▸ **Task directions**:
Some lines of these records may hold the word "Gonzalez"; state how many, using only the number.

▸ **Extracted records**:
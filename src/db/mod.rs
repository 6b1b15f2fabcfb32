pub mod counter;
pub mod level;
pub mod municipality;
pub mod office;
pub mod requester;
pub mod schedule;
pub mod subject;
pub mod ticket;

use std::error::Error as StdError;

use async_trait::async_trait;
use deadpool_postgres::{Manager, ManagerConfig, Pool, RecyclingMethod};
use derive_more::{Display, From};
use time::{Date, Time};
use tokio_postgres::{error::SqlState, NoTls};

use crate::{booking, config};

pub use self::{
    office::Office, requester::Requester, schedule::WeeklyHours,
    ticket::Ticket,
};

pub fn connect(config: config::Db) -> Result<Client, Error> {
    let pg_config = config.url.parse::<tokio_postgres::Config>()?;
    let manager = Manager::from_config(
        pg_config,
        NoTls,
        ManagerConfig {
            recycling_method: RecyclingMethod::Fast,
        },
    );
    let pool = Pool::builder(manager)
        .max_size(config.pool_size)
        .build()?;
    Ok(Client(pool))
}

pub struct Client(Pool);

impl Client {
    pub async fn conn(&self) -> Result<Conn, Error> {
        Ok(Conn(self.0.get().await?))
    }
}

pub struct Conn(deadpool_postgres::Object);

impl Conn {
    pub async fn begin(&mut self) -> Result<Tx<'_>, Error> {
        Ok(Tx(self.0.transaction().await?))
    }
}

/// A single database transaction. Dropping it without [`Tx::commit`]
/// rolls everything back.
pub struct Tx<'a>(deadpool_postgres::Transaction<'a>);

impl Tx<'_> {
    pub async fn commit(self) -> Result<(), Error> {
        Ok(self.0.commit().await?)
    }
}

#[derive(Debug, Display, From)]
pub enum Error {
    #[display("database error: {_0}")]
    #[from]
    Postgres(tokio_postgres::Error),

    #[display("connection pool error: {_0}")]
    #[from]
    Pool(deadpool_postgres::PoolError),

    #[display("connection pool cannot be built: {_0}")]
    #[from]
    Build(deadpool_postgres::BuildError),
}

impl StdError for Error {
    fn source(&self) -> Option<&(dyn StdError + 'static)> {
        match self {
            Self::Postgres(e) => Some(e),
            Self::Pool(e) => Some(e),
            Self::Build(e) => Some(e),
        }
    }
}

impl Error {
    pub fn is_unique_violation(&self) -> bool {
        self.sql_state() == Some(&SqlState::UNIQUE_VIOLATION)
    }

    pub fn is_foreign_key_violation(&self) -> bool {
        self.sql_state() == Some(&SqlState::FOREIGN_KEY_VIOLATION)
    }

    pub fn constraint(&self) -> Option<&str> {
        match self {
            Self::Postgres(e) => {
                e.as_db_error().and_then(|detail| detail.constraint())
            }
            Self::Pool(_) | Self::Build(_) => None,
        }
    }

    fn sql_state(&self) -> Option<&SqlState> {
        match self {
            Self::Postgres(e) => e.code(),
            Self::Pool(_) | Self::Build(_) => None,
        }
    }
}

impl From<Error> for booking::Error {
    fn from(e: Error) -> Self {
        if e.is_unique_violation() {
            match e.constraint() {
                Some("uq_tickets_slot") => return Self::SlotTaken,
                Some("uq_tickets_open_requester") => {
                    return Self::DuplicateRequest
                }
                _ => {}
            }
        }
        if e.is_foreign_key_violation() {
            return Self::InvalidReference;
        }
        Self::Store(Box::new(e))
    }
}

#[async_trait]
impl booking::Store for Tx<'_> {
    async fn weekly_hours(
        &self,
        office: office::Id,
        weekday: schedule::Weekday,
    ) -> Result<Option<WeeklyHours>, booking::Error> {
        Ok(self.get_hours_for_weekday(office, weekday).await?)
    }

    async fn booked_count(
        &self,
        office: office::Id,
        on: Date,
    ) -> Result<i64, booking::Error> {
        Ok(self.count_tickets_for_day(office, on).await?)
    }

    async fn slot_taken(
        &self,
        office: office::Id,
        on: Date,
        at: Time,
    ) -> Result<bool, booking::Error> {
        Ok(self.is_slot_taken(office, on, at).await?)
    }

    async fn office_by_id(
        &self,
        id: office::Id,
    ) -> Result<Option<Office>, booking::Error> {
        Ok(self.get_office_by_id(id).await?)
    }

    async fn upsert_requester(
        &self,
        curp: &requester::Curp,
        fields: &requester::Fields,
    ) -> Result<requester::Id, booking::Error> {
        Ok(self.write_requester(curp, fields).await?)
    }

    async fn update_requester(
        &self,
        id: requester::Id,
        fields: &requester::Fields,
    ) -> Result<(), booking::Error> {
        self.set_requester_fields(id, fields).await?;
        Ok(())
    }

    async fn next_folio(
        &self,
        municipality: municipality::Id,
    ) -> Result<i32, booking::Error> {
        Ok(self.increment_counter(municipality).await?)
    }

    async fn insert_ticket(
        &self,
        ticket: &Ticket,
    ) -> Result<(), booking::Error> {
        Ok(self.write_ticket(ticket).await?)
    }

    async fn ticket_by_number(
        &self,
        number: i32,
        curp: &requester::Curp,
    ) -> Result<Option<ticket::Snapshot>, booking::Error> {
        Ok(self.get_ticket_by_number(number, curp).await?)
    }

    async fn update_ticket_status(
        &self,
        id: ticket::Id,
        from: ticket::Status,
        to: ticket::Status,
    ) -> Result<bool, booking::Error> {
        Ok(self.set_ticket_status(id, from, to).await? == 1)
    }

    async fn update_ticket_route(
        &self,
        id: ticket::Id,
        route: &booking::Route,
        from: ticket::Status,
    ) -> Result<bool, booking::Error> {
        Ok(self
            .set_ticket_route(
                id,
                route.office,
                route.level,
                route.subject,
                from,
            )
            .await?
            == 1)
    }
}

...

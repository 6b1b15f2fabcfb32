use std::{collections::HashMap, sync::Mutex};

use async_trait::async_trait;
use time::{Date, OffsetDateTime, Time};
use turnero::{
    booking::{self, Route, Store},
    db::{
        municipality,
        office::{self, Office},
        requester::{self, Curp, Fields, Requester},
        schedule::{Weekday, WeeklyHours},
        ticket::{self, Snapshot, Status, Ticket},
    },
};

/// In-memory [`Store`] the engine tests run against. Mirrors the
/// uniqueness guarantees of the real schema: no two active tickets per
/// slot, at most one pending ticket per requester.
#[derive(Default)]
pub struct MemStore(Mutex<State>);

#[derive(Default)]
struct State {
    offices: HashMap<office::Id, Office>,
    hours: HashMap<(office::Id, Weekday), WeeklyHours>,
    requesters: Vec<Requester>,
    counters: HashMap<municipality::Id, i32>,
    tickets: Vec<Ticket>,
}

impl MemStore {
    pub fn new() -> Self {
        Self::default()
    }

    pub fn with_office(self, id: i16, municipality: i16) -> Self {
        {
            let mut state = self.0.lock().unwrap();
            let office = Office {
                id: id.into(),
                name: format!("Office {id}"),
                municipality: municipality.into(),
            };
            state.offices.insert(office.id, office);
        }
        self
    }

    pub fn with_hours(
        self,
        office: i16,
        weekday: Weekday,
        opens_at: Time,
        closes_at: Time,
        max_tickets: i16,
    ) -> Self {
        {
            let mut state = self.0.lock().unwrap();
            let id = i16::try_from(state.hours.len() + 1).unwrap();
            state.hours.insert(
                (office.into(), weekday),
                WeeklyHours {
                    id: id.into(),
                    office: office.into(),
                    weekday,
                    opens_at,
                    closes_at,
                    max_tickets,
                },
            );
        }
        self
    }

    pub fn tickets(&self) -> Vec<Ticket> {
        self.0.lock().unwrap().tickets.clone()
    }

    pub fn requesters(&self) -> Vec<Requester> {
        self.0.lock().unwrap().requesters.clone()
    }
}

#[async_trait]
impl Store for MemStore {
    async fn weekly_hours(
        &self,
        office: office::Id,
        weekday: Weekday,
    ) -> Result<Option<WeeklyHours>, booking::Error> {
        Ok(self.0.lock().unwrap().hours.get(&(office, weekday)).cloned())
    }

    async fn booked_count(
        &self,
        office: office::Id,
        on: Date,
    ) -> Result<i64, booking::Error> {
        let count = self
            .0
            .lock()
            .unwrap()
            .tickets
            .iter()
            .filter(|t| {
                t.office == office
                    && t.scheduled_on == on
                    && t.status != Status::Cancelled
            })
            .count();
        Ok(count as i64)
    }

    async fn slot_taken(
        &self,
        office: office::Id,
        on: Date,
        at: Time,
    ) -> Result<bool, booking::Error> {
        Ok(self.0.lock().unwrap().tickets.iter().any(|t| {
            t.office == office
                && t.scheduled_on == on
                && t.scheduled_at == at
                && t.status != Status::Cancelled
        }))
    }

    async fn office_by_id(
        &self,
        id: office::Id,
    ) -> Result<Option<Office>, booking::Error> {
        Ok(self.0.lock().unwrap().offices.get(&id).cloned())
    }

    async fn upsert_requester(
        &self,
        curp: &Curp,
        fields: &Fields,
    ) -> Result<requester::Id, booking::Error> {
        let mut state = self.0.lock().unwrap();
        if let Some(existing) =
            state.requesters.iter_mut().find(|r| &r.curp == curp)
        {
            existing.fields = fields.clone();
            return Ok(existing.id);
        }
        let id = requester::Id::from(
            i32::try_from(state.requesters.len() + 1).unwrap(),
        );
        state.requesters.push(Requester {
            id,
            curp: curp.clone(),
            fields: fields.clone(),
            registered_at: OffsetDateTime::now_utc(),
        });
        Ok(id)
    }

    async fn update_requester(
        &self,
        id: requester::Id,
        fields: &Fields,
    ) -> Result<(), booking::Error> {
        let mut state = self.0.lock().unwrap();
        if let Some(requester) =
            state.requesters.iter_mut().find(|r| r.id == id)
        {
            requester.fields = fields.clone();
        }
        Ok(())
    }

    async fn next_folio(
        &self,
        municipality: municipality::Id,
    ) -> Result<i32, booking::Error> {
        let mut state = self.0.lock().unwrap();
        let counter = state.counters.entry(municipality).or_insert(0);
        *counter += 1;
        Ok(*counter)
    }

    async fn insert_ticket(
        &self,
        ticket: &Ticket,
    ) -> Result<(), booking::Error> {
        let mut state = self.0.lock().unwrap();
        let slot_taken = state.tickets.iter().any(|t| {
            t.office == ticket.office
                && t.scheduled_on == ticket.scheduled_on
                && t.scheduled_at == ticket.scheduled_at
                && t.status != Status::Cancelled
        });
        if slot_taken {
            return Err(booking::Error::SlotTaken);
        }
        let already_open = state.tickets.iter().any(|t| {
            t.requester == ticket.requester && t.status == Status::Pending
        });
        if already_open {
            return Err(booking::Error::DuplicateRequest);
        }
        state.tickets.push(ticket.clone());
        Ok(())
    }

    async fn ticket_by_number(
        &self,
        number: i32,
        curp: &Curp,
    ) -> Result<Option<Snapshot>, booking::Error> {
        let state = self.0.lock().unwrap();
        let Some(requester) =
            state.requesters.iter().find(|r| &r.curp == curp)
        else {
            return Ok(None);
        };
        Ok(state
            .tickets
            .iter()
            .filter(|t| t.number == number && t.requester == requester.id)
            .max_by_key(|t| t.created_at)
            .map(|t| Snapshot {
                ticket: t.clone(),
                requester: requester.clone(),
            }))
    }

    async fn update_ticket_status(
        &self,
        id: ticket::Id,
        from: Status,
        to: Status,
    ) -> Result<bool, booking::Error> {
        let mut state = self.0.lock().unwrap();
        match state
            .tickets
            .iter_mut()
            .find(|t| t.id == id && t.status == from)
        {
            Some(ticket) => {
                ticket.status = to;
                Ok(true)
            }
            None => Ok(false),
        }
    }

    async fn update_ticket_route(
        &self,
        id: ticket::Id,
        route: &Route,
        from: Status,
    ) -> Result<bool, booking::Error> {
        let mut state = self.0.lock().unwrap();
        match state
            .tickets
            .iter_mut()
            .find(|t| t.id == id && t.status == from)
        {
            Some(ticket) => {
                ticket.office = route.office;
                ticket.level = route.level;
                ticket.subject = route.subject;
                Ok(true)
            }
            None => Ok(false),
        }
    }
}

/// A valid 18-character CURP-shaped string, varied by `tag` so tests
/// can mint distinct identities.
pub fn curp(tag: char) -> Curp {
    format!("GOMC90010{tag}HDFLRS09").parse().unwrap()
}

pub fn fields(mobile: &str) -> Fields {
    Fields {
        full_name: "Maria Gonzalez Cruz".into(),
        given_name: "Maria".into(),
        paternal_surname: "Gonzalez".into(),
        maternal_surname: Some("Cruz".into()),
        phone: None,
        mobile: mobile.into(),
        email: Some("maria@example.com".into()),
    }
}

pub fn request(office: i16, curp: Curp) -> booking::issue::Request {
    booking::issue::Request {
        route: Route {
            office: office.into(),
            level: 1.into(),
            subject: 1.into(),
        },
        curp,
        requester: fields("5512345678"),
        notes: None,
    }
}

--

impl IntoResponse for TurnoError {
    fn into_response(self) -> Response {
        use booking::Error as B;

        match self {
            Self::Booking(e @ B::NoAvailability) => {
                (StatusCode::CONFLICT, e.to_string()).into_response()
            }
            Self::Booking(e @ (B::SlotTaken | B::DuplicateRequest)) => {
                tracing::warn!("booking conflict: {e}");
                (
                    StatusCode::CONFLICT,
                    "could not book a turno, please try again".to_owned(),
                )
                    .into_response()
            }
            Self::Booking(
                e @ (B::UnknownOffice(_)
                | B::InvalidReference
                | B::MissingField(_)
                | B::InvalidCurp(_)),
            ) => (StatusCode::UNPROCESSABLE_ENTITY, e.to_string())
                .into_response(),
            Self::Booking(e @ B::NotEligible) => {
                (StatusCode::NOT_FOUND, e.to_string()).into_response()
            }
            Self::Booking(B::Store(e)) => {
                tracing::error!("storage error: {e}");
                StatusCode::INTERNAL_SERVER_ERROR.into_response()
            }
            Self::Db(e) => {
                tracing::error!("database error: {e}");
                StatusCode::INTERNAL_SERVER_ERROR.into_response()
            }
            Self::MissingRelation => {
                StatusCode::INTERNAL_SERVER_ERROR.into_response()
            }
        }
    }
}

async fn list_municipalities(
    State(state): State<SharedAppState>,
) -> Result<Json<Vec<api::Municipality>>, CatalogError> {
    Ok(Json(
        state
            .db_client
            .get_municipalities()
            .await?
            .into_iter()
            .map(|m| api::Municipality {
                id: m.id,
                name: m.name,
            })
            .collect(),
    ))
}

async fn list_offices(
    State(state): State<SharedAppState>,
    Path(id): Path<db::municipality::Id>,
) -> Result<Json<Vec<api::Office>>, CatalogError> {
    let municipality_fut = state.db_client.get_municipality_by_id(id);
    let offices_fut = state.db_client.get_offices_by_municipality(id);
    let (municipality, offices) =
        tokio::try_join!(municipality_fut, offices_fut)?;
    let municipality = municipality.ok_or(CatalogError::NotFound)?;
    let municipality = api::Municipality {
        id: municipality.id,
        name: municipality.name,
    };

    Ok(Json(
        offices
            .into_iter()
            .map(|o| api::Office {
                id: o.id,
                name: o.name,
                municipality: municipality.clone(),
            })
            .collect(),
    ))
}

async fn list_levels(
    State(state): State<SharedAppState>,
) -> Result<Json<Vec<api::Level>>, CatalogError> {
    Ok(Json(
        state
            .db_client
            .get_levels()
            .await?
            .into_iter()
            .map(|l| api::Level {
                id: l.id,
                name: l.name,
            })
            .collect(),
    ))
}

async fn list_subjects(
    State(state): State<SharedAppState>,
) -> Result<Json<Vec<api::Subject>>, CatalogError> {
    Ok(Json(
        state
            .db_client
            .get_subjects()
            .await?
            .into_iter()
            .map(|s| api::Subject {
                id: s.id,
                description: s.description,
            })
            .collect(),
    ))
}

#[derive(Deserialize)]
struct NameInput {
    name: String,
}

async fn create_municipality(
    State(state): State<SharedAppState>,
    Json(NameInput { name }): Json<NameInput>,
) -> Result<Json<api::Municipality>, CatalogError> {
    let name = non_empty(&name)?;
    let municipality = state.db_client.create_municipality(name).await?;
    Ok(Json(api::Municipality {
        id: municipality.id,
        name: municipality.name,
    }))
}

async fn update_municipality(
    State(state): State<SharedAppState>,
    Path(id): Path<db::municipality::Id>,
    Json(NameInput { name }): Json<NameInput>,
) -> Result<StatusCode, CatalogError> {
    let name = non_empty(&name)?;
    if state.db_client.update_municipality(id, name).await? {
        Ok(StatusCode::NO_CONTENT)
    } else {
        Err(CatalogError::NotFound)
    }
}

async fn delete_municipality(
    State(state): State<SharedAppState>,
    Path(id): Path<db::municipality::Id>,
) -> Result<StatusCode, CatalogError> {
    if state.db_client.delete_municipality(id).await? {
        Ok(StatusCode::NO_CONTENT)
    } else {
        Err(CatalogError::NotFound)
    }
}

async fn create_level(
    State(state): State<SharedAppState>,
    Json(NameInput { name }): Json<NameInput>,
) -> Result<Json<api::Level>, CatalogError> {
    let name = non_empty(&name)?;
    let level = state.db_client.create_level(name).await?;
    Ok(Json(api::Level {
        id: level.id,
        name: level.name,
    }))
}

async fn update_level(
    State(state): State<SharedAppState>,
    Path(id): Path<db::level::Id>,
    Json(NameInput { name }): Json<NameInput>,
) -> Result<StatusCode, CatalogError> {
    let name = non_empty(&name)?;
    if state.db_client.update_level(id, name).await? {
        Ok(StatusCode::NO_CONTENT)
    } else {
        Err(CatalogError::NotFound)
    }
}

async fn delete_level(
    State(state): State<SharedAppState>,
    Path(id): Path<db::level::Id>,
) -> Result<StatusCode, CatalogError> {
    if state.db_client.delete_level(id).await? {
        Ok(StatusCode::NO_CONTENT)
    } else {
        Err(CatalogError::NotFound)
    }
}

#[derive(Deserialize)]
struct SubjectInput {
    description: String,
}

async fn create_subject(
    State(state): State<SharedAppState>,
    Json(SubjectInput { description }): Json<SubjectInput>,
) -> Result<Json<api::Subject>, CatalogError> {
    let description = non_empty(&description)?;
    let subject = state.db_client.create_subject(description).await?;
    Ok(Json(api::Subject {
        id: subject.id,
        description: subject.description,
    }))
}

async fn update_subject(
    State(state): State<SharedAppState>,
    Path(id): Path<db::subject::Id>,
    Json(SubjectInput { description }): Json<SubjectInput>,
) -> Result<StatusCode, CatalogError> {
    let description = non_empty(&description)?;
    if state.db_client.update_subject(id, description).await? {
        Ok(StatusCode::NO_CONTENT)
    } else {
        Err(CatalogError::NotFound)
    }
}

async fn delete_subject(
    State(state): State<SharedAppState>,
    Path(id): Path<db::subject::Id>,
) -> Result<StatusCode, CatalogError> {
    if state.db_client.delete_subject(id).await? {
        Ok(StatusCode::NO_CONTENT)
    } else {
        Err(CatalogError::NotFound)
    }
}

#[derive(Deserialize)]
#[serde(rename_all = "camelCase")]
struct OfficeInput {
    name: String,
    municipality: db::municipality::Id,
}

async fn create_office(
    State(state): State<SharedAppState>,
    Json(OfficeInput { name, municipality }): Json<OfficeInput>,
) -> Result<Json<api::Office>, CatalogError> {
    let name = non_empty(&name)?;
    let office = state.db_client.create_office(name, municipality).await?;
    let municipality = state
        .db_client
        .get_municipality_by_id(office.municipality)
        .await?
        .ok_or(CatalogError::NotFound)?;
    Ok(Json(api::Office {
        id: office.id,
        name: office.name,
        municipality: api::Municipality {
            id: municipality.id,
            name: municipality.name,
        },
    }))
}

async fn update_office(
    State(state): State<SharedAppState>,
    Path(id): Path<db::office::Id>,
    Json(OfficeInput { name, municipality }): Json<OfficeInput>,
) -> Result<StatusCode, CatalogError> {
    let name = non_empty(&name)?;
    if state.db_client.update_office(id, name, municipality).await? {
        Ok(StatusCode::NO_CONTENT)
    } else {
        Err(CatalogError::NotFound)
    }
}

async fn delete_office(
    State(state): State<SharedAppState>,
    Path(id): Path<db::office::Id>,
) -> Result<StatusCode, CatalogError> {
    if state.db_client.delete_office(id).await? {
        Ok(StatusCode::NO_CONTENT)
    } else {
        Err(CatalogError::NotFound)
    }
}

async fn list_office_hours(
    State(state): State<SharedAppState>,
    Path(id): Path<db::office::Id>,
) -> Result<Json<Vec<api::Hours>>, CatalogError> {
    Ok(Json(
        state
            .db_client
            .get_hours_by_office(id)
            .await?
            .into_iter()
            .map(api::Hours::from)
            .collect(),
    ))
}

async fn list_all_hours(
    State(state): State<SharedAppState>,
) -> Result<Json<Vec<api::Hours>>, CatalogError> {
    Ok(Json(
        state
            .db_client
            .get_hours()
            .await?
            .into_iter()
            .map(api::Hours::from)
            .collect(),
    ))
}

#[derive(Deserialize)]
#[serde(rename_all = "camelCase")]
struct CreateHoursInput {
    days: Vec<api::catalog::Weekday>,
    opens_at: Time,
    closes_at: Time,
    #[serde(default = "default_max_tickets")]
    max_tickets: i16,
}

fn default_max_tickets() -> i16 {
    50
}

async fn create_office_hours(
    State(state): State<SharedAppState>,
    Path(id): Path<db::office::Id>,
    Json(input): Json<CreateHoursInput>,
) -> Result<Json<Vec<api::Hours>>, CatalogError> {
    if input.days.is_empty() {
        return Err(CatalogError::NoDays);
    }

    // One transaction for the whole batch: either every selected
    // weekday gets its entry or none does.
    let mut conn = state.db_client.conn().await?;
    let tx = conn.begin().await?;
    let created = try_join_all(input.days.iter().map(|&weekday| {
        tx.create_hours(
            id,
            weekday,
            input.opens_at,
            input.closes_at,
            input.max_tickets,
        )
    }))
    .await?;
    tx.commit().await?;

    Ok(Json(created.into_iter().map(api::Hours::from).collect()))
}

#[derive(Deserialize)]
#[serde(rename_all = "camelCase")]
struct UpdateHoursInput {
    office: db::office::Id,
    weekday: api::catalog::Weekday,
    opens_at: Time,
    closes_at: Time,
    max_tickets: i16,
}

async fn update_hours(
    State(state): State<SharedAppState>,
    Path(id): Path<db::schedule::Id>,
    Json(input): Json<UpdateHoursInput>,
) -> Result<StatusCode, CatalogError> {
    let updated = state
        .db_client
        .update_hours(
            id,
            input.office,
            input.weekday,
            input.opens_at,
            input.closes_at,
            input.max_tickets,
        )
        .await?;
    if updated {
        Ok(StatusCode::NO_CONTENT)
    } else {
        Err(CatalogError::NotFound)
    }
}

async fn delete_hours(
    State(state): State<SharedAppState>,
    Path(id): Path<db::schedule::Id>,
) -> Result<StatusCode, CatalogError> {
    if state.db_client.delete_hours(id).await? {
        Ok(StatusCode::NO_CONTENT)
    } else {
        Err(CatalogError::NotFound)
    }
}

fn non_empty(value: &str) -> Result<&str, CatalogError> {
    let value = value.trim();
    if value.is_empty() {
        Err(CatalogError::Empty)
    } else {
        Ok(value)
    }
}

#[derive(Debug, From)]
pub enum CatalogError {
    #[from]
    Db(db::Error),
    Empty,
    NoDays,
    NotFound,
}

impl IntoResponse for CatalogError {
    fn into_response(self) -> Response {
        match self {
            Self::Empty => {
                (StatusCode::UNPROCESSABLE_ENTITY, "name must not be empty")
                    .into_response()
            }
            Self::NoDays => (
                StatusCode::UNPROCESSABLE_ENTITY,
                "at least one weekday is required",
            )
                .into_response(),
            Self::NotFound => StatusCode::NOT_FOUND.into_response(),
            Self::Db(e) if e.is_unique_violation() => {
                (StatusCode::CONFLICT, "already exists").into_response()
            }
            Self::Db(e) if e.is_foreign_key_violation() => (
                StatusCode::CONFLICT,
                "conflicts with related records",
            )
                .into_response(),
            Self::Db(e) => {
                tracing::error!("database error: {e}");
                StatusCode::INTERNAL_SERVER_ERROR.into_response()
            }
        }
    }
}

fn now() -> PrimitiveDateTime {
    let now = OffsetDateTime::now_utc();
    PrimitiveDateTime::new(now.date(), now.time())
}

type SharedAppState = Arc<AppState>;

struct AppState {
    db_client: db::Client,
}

▸ **Written reply**:
2